(Data items)

'''

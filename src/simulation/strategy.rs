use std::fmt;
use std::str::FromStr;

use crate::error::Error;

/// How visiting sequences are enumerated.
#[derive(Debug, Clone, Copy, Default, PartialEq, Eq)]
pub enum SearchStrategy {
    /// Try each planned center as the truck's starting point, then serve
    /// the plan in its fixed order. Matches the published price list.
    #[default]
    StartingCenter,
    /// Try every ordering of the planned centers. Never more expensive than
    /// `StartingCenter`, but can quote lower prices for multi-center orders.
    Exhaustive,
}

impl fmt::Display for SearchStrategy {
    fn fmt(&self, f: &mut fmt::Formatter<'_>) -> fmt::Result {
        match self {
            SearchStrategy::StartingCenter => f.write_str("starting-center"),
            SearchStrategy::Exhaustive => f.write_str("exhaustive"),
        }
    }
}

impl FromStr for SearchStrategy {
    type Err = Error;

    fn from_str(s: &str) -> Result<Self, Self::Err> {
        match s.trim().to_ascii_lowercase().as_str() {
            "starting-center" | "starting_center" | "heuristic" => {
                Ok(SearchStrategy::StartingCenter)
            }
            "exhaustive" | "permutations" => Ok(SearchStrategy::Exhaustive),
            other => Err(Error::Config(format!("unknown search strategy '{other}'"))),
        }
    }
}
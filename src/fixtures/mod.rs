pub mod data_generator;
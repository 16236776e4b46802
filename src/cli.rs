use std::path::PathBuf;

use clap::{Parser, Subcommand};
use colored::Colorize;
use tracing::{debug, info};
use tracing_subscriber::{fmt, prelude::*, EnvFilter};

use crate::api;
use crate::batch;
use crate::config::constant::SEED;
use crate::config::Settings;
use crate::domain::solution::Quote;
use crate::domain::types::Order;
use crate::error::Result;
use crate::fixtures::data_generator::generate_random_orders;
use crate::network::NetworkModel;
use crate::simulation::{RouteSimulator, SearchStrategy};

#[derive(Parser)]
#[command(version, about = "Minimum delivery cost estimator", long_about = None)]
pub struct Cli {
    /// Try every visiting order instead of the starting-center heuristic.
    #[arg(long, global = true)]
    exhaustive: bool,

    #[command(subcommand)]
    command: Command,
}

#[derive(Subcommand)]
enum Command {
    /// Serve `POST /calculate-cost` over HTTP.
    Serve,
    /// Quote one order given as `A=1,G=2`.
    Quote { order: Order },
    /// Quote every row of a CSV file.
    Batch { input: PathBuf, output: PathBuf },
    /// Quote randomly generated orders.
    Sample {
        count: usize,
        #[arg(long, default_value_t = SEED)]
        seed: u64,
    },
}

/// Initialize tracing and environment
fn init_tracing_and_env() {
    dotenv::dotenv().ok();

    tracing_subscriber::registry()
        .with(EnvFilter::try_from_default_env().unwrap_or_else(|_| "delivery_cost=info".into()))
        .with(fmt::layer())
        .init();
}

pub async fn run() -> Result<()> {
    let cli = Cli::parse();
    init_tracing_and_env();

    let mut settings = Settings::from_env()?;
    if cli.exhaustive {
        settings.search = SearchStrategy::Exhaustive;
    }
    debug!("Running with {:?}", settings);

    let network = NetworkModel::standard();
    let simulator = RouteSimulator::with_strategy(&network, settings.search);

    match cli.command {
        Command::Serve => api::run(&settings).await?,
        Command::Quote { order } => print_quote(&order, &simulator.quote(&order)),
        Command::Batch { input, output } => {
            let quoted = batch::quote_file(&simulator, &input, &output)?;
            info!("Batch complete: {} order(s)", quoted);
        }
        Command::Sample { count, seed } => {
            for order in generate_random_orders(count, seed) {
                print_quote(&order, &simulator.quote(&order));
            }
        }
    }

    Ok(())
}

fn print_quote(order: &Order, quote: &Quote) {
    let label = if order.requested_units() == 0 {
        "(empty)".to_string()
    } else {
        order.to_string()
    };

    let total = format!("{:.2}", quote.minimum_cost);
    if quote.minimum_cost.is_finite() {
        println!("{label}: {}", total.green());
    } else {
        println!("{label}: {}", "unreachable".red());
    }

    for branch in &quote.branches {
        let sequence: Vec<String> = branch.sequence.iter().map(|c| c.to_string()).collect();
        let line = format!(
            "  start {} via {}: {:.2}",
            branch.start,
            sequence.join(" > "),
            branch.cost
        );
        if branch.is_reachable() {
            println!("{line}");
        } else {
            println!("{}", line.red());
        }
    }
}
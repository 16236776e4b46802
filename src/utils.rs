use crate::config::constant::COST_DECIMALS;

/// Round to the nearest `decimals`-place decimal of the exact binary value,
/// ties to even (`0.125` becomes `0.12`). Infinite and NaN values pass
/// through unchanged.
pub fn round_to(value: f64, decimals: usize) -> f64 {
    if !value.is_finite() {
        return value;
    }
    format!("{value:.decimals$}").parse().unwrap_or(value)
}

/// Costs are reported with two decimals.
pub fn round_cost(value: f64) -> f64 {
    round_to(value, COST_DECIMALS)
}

'''

• TASK GOAL
Show the lines of the records that contain the word "usize".

• RESULT
        count: usize,
pub fn round_to(value: f64, decimals: usize) -> f64 {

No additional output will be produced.